■ **REQUIREMENT**: Your task is to copy each line of the material that includes "constraint".
.....
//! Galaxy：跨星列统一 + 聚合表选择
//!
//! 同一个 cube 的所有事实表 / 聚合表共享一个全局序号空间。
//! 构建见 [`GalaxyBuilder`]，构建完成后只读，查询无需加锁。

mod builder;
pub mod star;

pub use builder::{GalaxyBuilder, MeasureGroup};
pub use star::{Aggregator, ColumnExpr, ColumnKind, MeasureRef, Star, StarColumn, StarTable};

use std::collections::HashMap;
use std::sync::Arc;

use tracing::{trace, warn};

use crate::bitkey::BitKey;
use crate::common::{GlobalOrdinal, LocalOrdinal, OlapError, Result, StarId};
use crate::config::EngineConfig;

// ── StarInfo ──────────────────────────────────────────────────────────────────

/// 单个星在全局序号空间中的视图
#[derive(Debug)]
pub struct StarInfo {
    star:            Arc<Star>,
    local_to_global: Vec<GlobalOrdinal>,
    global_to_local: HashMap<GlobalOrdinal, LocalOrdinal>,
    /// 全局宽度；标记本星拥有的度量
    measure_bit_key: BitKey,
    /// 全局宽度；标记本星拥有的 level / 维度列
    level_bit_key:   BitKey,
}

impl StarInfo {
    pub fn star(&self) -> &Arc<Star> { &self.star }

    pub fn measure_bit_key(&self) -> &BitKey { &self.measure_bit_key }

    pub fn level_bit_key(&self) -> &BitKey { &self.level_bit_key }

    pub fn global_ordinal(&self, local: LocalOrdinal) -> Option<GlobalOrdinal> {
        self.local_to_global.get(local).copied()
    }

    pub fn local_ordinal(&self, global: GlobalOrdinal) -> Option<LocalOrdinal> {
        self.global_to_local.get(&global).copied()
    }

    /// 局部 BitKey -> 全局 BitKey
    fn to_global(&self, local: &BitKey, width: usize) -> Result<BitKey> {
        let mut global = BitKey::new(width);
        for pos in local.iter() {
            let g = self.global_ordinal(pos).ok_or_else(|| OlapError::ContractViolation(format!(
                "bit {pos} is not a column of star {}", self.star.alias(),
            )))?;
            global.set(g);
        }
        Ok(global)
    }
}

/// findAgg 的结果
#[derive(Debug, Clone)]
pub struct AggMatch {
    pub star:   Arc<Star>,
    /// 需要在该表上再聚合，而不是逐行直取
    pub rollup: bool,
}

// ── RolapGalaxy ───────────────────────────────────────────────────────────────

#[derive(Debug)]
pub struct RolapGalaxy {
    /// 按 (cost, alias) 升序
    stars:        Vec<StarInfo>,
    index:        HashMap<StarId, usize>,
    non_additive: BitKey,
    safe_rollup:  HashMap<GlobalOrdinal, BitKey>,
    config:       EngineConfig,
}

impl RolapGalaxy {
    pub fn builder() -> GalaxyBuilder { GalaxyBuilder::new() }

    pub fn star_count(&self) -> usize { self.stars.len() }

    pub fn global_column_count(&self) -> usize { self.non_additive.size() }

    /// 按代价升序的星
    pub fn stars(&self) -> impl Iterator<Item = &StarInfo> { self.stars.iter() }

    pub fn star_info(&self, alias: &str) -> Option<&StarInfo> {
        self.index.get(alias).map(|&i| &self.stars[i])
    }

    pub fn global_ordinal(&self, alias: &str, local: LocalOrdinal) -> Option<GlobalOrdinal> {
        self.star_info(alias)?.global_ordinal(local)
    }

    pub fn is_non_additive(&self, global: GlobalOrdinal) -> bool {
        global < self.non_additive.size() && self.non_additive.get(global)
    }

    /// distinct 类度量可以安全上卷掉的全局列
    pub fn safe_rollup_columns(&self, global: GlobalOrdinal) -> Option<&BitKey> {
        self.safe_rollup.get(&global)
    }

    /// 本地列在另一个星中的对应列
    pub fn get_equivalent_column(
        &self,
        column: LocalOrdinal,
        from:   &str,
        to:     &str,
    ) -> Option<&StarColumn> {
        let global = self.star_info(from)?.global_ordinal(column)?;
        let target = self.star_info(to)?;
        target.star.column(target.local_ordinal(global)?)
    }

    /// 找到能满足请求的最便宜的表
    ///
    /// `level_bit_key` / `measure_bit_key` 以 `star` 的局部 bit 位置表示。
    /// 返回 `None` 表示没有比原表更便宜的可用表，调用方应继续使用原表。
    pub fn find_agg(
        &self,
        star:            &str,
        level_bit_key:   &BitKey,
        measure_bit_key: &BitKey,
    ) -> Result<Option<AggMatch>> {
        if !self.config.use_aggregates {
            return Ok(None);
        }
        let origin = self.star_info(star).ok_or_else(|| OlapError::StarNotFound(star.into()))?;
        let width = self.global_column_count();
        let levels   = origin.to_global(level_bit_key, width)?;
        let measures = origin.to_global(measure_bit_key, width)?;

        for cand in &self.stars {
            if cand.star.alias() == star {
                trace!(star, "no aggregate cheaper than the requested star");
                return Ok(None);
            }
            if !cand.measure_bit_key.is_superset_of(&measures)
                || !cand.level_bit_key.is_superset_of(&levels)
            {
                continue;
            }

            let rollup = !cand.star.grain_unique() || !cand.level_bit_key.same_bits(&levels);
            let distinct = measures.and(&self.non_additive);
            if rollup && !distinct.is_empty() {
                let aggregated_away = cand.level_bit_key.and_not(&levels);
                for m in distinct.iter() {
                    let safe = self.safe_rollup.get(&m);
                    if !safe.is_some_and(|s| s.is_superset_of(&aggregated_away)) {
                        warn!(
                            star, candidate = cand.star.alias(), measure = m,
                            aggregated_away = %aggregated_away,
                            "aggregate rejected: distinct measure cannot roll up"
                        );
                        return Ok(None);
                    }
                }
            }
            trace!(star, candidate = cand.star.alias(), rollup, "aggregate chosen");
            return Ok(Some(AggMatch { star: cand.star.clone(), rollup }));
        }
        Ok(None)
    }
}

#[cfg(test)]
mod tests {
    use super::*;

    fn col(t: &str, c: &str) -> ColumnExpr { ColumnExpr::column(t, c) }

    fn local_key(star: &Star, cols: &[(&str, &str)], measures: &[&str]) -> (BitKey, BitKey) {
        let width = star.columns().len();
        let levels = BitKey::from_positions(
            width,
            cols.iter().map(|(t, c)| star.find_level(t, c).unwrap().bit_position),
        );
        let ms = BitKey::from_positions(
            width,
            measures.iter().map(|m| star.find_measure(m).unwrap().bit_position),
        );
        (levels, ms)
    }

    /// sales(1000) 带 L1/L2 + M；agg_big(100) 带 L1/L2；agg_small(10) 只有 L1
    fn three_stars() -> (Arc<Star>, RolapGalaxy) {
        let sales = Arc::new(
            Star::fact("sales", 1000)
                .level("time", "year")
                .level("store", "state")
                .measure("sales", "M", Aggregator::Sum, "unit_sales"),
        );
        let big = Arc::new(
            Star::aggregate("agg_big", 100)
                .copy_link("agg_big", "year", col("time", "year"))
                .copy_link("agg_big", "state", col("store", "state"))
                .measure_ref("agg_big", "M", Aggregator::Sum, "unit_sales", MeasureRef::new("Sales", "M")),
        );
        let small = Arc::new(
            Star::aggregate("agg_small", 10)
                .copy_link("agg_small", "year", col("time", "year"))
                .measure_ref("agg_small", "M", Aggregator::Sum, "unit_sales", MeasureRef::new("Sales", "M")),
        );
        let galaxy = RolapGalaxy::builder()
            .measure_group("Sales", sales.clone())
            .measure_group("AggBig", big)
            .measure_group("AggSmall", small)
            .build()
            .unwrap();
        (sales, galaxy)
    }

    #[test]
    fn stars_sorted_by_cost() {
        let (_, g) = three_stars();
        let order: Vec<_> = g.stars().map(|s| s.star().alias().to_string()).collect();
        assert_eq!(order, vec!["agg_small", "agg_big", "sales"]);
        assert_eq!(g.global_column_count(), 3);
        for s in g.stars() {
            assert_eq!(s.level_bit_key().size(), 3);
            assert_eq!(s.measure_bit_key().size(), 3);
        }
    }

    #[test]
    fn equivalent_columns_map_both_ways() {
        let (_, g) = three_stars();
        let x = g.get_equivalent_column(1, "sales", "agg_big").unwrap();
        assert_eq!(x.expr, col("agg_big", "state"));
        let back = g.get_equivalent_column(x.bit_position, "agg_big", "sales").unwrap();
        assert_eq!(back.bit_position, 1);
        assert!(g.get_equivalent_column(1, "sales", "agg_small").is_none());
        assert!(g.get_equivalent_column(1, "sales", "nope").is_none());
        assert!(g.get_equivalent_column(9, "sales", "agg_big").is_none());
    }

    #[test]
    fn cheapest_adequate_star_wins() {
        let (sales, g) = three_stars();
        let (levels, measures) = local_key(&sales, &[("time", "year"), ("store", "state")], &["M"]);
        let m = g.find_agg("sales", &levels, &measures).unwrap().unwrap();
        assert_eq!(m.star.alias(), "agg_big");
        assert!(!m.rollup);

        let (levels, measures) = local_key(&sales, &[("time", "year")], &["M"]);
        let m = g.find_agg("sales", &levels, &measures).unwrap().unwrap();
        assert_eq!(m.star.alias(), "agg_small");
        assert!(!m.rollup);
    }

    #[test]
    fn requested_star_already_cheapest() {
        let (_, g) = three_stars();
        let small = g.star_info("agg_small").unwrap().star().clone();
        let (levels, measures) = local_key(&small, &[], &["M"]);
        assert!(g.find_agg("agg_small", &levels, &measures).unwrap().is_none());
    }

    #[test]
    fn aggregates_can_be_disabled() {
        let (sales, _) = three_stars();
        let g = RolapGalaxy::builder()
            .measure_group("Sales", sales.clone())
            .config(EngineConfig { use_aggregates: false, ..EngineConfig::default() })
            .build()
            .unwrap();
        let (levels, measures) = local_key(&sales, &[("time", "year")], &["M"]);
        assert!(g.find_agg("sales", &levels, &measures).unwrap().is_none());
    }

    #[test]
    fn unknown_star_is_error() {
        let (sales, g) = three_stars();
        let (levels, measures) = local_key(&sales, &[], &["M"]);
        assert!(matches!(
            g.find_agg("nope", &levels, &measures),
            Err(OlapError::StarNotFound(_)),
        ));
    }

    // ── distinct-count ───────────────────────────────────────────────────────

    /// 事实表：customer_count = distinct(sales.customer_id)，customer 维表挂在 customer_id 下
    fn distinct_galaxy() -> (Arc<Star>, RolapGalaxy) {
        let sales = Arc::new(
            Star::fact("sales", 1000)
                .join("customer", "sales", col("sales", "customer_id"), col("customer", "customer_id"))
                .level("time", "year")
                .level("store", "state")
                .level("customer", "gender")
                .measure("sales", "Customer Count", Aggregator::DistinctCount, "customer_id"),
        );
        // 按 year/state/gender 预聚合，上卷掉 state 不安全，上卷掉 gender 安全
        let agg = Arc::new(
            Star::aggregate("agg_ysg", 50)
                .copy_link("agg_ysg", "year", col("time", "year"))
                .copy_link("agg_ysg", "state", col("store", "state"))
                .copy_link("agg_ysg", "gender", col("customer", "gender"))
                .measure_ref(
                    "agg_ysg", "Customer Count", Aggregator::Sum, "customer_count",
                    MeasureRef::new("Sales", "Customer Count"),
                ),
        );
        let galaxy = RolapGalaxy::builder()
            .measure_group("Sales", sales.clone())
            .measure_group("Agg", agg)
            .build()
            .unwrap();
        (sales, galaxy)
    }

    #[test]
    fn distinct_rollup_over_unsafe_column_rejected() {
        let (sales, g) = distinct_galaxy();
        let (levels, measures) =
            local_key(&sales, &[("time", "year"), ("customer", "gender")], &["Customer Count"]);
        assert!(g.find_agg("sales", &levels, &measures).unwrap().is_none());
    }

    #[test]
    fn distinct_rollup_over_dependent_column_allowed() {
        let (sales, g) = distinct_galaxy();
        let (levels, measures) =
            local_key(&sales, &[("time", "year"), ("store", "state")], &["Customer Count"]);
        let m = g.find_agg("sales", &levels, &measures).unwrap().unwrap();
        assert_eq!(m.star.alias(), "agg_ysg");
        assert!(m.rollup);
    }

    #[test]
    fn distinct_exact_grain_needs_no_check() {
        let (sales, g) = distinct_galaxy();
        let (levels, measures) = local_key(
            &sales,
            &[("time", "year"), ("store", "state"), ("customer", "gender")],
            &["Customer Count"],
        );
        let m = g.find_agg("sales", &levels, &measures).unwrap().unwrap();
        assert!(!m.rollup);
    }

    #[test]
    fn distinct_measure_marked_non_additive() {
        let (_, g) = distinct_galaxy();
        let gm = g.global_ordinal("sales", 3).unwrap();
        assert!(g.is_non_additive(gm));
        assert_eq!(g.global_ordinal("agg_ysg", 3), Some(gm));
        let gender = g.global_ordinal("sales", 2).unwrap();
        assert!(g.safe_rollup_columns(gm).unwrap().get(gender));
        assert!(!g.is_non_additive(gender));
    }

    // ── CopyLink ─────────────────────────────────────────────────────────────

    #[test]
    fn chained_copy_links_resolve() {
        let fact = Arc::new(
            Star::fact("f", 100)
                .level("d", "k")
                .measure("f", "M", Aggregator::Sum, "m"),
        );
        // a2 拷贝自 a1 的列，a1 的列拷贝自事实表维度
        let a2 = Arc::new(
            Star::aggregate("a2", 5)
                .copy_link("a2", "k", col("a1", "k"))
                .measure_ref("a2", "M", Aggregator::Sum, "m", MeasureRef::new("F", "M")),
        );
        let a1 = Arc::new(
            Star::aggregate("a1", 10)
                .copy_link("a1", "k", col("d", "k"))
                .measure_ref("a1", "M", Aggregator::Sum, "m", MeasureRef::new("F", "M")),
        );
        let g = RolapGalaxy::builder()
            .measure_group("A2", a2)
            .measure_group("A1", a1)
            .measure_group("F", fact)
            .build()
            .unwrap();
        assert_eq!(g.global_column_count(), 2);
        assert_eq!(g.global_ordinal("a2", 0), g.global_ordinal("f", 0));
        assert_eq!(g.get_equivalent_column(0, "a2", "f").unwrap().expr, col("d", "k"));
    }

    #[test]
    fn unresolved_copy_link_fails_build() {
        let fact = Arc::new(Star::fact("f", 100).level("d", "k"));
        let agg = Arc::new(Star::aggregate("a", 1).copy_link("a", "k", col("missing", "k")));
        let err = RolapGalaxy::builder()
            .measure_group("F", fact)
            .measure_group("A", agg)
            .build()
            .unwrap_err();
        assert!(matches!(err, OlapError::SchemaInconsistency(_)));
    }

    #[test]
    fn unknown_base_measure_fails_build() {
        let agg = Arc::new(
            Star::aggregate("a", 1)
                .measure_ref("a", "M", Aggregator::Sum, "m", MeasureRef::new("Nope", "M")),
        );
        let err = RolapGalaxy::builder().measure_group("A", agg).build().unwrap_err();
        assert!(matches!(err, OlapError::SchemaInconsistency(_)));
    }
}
.....
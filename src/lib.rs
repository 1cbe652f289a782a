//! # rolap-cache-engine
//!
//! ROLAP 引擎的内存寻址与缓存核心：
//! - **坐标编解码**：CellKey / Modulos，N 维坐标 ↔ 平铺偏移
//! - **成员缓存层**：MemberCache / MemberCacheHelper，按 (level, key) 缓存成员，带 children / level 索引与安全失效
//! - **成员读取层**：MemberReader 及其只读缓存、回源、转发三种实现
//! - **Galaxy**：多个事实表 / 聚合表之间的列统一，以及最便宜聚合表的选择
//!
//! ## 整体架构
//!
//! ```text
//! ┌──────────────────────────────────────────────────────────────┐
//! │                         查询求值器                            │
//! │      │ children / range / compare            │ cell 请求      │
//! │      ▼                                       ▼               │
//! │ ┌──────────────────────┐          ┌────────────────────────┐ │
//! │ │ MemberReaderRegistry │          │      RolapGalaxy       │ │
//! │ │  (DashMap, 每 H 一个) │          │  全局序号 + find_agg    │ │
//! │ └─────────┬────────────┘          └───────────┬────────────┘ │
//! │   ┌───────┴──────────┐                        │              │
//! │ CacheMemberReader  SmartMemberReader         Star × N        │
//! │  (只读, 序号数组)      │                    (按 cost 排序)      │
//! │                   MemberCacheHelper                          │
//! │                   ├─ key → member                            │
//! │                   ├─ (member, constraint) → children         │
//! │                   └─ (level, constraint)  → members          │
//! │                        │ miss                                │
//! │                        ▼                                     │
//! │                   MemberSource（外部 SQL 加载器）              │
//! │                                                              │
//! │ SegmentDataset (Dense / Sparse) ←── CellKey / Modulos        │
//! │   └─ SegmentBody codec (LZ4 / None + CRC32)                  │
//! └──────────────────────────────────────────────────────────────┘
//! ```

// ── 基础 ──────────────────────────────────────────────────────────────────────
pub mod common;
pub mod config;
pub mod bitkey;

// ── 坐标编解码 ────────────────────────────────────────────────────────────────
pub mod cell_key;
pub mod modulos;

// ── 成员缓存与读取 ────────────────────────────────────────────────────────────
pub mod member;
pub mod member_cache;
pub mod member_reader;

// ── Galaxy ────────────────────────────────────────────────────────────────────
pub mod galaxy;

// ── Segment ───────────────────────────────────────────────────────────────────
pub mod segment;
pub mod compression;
.....
■ **RESPONSE FOR THIS EXERCISE**:
//! │                   ├─ (member, constraint) → children         │
//! │                   └─ (level, constraint)  → members          │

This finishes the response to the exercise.